|
IT was from these motives that Julian recalled from exile a all
Christians who, during the reign of Constantius, had been banished
on account of their religious sentiments, and restored to them their
property that had been confiscated by law. He charged the people not
to commit any act of injustice against the Christians, not to insult
them, and not to constrain them to offer sacrifice unwillingly. He
commanded that if they should of their own accord desire to draw near
the altars, they were first to appease the wrath of the demons, whom
the pagans regard as capable of averting evil, and to purify themselves
by the customary course of expiations. He deprived the clergy,
however, of the immunities, honors, and provisions which Constantine
had conferred; repealed the laws which had been enacted in their
favor, and reinforced their statute liabilities. He even compelled
the virgins and widows, who, on account of their poverty, were
reckoned among the clergy, to refund the provision which had been
assigned them from public sources. For when Constantine adjusted the
temporal concerns of the Church, he devoted a sufficient portion of
the taxes raised upon every city, to the support of the clergy
everywhere; and to ensure the stability of this arrangement he enacted
a law which has continued in force from the death of Julian to the
present day. They say these transactions were very cruel and
rigorous, as appears by the receipts given by the receivers of the
money to those from whom it had been extorted, and which were designed
to show that the property received in accordance with the law of
Constantine had been refunded.
Nothing, however, could diminish the enmity of the ruler against
religion. In the intensity of his hatred against the faith, he seized
every opportunity to ruin the Church. He deprived it of its
property, votives, and sacred vessels, and condemned those who had
demolished temples during the reign of Constantine and Constantius,
to rebuild them, or to defray the expenses of their reerection. On
this ground, since they were unable to pay the sums and also on account
of the inquisition for sacred money, many of the priests, clergy, and
the other Christians were cruelly tortured and cast into prison.

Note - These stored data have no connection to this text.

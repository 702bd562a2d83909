use std::fs::{File, OpenOptions};
use std::io::{prelude::*, BufReader, SeekFrom};
use std::path::Path;

use memmap2::MmapOptions;

use super::meta::{Listing, WalkDir};
use super::{DataSpan, ReaderOptions, ResolvedPath};
use crate::de::Decode;
use crate::error::{CorruptReason, Error, Result};
use crate::hash::hash_path;
use crate::header::{Lv3Header, Region, HEADER_SIZE};
use crate::path::{Lv3Name, RomFsPath};
use crate::record::{
    DirOffset, DirectoryRecord, FileOffset, FileRecord, LinkedRecord, MAX_NAME_UNITS,
};
use crate::table::HashTable;

/// An open Level 3 image.
///
/// Owns the backing reader, the validated header and both hash tables. All
/// lookups seek, so every operation takes `&mut self`.
#[derive(Debug)]
pub struct RomFsReader<R> {
    pub(crate) reader: R,
    pub(crate) header: Lv3Header,
    pub(crate) options: ReaderOptions,
    pub(crate) len: u64,
    dir_table: HashTable,
    file_table: HashTable,
}

impl RomFsReader<BufReader<File>> {
    /// Open an image file with the default options.
    pub fn open<P: AsRef<Path>>(path: P) -> Result<RomFsReader<BufReader<File>>> {
        RomFsReader::open_with_options(path, ReaderOptions::default())
    }

    pub fn open_with_options<P: AsRef<Path>>(
        path: P,
        options: ReaderOptions,
    ) -> Result<RomFsReader<BufReader<File>>> {
        let file = OpenOptions::new().read(true).open(path.as_ref())?;
        RomFsReader::new(BufReader::new(file), options)
    }

    /// Map a file's contents straight from the image.
    ///
    /// # Safety
    ///
    /// The image must not be modified while the map is alive. `span` must be
    /// non-empty; zero-length maps are rejected by some platforms.
    #[inline(always)]
    pub unsafe fn memory_map(&self, span: DataSpan) -> std::io::Result<memmap2::Mmap> {
        MmapOptions::new()
            .offset(span.offset)
            .len(span.len as usize)
            .map(self.reader.get_ref())
    }
}

impl<R: Read + Seek> RomFsReader<R> {
    /// Read and validate the header at `options.base_offset`, then set up the
    /// hash tables.
    pub fn new(mut reader: R, options: ReaderOptions) -> Result<RomFsReader<R>> {
        let len = reader.seek(SeekFrom::End(0))?;
        let base = options.base_offset;

        let mut bytes = Vec::with_capacity(HEADER_SIZE as usize);
        if base < len {
            reader.seek(SeekFrom::Start(base))?;
            reader
                .by_ref()
                .take(u64::from(HEADER_SIZE))
                .read_to_end(&mut bytes)?;
        }

        let header = Lv3Header::parse(&bytes)?;
        header.validate_len(base, len)?;

        let dir_start = base + u64::from(header.offset_dirhash);
        let file_start = base + u64::from(header.offset_filehash);
        let (dir_table, file_table) = if options.preload_hash_tables {
            (
                HashTable::load(&mut reader, Region::DirHash, dir_start, header.size_dirhash)?,
                HashTable::load(&mut reader, Region::FileHash, file_start, header.size_filehash)?,
            )
        } else {
            (
                HashTable::lazy(Region::DirHash, dir_start, header.size_dirhash),
                HashTable::lazy(Region::FileHash, file_start, header.size_filehash),
            )
        };

        tracing::debug!(
            base = format_args!("{:#x}", base),
            len = format_args!("{:#x}", len),
            dir_buckets = dir_table.bucket_count(),
            file_buckets = file_table.bucket_count(),
            preloaded = options.preload_hash_tables,
            "opened image"
        );

        Ok(RomFsReader {
            reader,
            header,
            options,
            len,
            dir_table,
            file_table,
        })
    }

    #[inline(always)]
    pub fn header(&self) -> &Lv3Header {
        &self.header
    }

    #[inline(always)]
    pub fn options(&self) -> &ReaderOptions {
        &self.options
    }

    /// Total length of the backing image in bytes.
    #[inline(always)]
    pub fn image_len(&self) -> u64 {
        self.len
    }

    pub fn into_inner(self) -> R {
        self.reader
    }

    /// Absolute position of a region's first byte in the backing image.
    #[inline(always)]
    pub fn region_start(&self, region: Region) -> u64 {
        let offset = match region {
            Region::DirHash => self.header.offset_dirhash,
            Region::DirMeta => self.header.offset_dirmeta,
            Region::FileHash => self.header.offset_filehash,
            Region::FileMeta => self.header.offset_filemeta,
            Region::FileData => self.header.offset_filedata,
        };
        self.options.base_offset + u64::from(offset)
    }

    fn region_size(&self, region: Region) -> u64 {
        match region {
            Region::DirHash => u64::from(self.header.size_dirhash),
            Region::DirMeta => u64::from(self.header.size_dirmeta),
            Region::FileHash => u64::from(self.header.size_filehash),
            Region::FileMeta => u64::from(self.header.size_filemeta),
            Region::FileData => self.len.saturating_sub(self.region_start(Region::FileData)),
        }
    }

    /// Most records a chain may visit before it must have looped: every
    /// record occupies at least its fixed prefix.
    #[inline(always)]
    fn chain_limit<T: Decode>(&self) -> u64 {
        self.region_size(T::REGION) / T::FIXED_SIZE as u64
    }

    fn read_exact_at(&mut self, buf: &mut [u8], region: Region, offset: u64) -> Result<()> {
        match self.reader.read_exact(buf) {
            Ok(()) => Ok(()),
            Err(e) if e.kind() == std::io::ErrorKind::UnexpectedEof => {
                Err(Error::corrupt(region, offset, CorruptReason::ShortRead))
            }
            Err(e) => Err(e.into()),
        }
    }

    /// Read the record at `offset` within its metadata region. The whole
    /// record, name included, must lie inside the region.
    pub(crate) fn read_record<T: Decode>(&mut self, offset: u32) -> Result<T> {
        let region = T::REGION;
        let offset64 = u64::from(offset);
        let size = self.region_size(region);

        let fixed_end = offset64 + T::FIXED_SIZE as u64;
        if fixed_end > size {
            return Err(Error::corrupt(region, offset64, CorruptReason::OutOfBounds));
        }

        let start = self.region_start(region) + offset64;
        self.reader.seek(SeekFrom::Start(start))?;
        let mut fixed = vec![0u8; T::FIXED_SIZE];
        self.read_exact_at(&mut fixed, region, offset64)?;

        let name_len = T::name_len(&fixed);
        if name_len % 2 != 0 || name_len as usize > MAX_NAME_UNITS * 2 {
            return Err(Error::corrupt(
                region,
                offset64,
                CorruptReason::NameLength(name_len),
            ));
        }
        if fixed_end + u64::from(name_len) > size {
            return Err(Error::corrupt(region, offset64, CorruptReason::OutOfBounds));
        }

        let mut name = vec![0u8; name_len as usize];
        self.read_exact_at(&mut name, region, offset64)?;

        tracing::debug!(
            %region,
            start = format_args!("{:#x}", start),
            end = format_args!("{:#x}", start + T::FIXED_SIZE as u64 + u64::from(name_len)),
            name_len,
            "deserialized record"
        );

        Ok(T::decode(offset, &fixed, &name))
    }

    /// Walk the same-hash chain for `name` under `parent`.
    ///
    /// Records whose parent or name differ are skipped, not treated as
    /// corruption. Returns `Ok(None)` when the chain ends without a match.
    fn find<T: LinkedRecord>(&mut self, name: &Lv3Name, parent: u32) -> Result<Option<T>> {
        let hash = hash_path(name.units(), parent);
        let table = match T::REGION {
            Region::DirMeta => &self.dir_table,
            _ => &self.file_table,
        };
        let mut next = table.bucket_head(&mut self.reader, hash)?;

        let limit = self.chain_limit::<T>();
        let mut visited = 0u64;

        while let Some(offset) = next {
            let record: T = self.read_record(offset)?;
            visited += 1;
            if visited > limit {
                return Err(Error::corrupt(
                    T::REGION,
                    u64::from(offset),
                    CorruptReason::ChainTooLong,
                ));
            }

            if record.parent() == parent && record.name_units() == name.units() {
                tracing::trace!(%name, offset = format_args!("{:#x}", offset), "found");
                return Ok(Some(record));
            }

            tracing::trace!(%name, offset = format_args!("{:#x}", offset), "skipped");
            next = record.next_same_hash();
        }

        Ok(None)
    }

    /// Resolve each name as a directory, left to right, starting at the root.
    fn find_dirs(&mut self, names: &[Lv3Name]) -> Result<Option<DirOffset>> {
        let mut current = DirOffset::ROOT;
        for name in names {
            match self.find::<DirectoryRecord>(name, current.get())? {
                Some(record) => current = record.offset,
                None => return Ok(None),
            }
        }
        Ok(Some(current))
    }

    /// Resolve a `/`-separated path to a directory. The empty path is the root.
    pub fn resolve_dir(&mut self, path: &str) -> Result<DirOffset> {
        let path = RomFsPath::new(path)?;
        self.resolve_dir_path(&path)
    }

    pub fn resolve_dir_path(&mut self, path: &RomFsPath) -> Result<DirOffset> {
        self.find_dirs(path.components())?
            .ok_or_else(|| not_found(path))
    }

    /// Resolve a `/`-separated path to a file. All but the last component
    /// are directories; the empty path never names a file.
    pub fn resolve_file(&mut self, path: &str) -> Result<FileOffset> {
        let path = RomFsPath::new(path)?;
        self.resolve_file_path(&path)
    }

    pub fn resolve_file_path(&mut self, path: &RomFsPath) -> Result<FileOffset> {
        let (name, dirs) = path.split_last().ok_or_else(|| not_found(path))?;
        let parent = match self.find_dirs(dirs)? {
            Some(parent) => parent,
            None => return Err(not_found(path)),
        };

        self.find::<FileRecord>(name, parent.get())?
            .map(|record| record.offset)
            .ok_or_else(|| not_found(path))
    }

    /// Resolve a path as a directory if possible, otherwise as a file.
    pub fn resolve(&mut self, path: &str) -> Result<ResolvedPath> {
        let path = RomFsPath::new(path)?;
        match self.resolve_dir_path(&path) {
            Ok(dir) => Ok(ResolvedPath::Directory(dir)),
            Err(e) if e.is_not_found() => {
                self.resolve_file_path(&path).map(ResolvedPath::File)
            }
            Err(e) => Err(e),
        }
    }

    #[inline(always)]
    pub fn directory(&mut self, offset: DirOffset) -> Result<DirectoryRecord> {
        self.read_record(offset.get())
    }

    #[inline(always)]
    pub fn file(&mut self, offset: FileOffset) -> Result<FileRecord> {
        self.read_record(offset.get())
    }

    /// Follow a sibling chain from `first`, checking every record points back
    /// at `parent`.
    fn siblings<T: LinkedRecord>(&mut self, first: Option<u32>, parent: DirOffset) -> Result<Vec<T>> {
        let limit = self.chain_limit::<T>();
        let mut out = vec![];
        let mut next = first;

        while let Some(offset) = next {
            if out.len() as u64 >= limit {
                return Err(Error::corrupt(
                    T::REGION,
                    u64::from(offset),
                    CorruptReason::ChainTooLong,
                ));
            }

            let record: T = self.read_record(offset)?;
            if record.parent() != parent.get() {
                return Err(Error::corrupt(
                    T::REGION,
                    u64::from(offset),
                    CorruptReason::ParentMismatch {
                        expected: parent.get(),
                        found: record.parent(),
                    },
                ));
            }

            next = record.sibling();
            out.push(record);
        }

        Ok(out)
    }

    /// Immediate children of a directory, in on-disk sibling order.
    pub fn list(&mut self, dir: DirOffset) -> Result<Listing> {
        let directory: DirectoryRecord = self.read_record(dir.get())?;
        let directories =
            self.siblings(directory.first_child_dir.map(DirOffset::get), dir)?;
        let files = self.siblings(directory.first_child_file.map(FileOffset::get), dir)?;

        tracing::debug!(
            dir = format_args!("{:#x}", dir.get()),
            directories = directories.len(),
            files = files.len(),
            "listed directory"
        );

        Ok(Listing {
            directory,
            directories,
            files,
        })
    }

    pub fn read_dir(&mut self, path: &str) -> Result<Listing> {
        let dir = self.resolve_dir(path)?;
        self.list(dir)
    }

    /// Recursively walk everything below `dir`, depth first.
    pub fn walk(&mut self, dir: DirOffset) -> Result<WalkDir<'_, R>> {
        let budget = self.chain_limit::<DirectoryRecord>() + self.chain_limit::<FileRecord>();
        WalkDir::new(self, dir, budget)
    }

    /// Where a file's contents live in the backing image.
    pub fn file_data_span(&mut self, file: FileOffset) -> Result<DataSpan> {
        let record = self.file(file)?;
        self.span_of(&record)
    }

    pub fn span_of(&self, record: &FileRecord) -> Result<DataSpan> {
        let offset = self
            .region_start(Region::FileData)
            .checked_add(record.data_offset);
        let end = offset.and_then(|o| o.checked_add(record.data_size));

        match (offset, end) {
            (Some(offset), Some(end)) if end <= self.len => Ok(DataSpan {
                offset,
                len: record.data_size,
            }),
            _ => Err(Error::corrupt(
                Region::FileMeta,
                u64::from(record.offset.get()),
                CorruptReason::DataOutOfBounds,
            )),
        }
    }

    /// A reader over exactly the bytes of `span`. Nothing is read or sought
    /// for an empty span.
    pub fn span_reader(&mut self, span: DataSpan) -> Result<std::io::Take<&mut R>> {
        if span.len > 0 {
            self.reader.seek(SeekFrom::Start(span.offset))?;
        }
        Ok(self.reader.by_ref().take(span.len))
    }
}

fn not_found(path: &RomFsPath) -> Error {
    Error::NotFound {
        path: path.to_string(),
    }
}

It may be concluded from what has been said, that if Julian shed less
blood than preceding persecutors of the Church, and that if he devised
fewer punishments for the torture of the body, yet that he was severer
in other respects; for he appears as inflicting evil upon it in every
way, except that he recalled the priests who had been condemned to
banishment by the Emperor Constantius; but it is said he issued this
order in their behalf, not out of mercy, but that through contention
among themselves, the churches might be involved in fraternal strife,
and might fail of her own rights, or because he wanted to asperse
Constantius; for he supposed that he could render the dead monarch
odious to almost all his subjects, by favoring the pagans who were of
the same sentiments as himself, and by showing compassion to those who
had suffered for Christ, as having been treated unjustly. He
expelled the eunuchs from the palaces, because the late emperor had
been well affected towards them. He condemned Eusebius, the governor
of the imperial court, to death, from a suspicion he entertained that
it was at his suggestion that Gallus his brother had been slain. He
recalled Aetius, the leader of the Eunomian heresy, from the region
whither Constantius had banished him, who had been otherwise suspected
on account of his intimacy with Gallus; and to him Julian sent
letters full of benignity, and furnished him with public conveyances.
For a similar reason he condemned Eleusius, bishop of Cyzicus,
under the heaviest penalty, to rebuild, within two months, and at his
own expense, a church belonging to the Novatians which he had
destroyed under Constantius. Many other things might be found which
he did from hatred to his predecessor, either himself effecting these
or permitting others to accomplish them.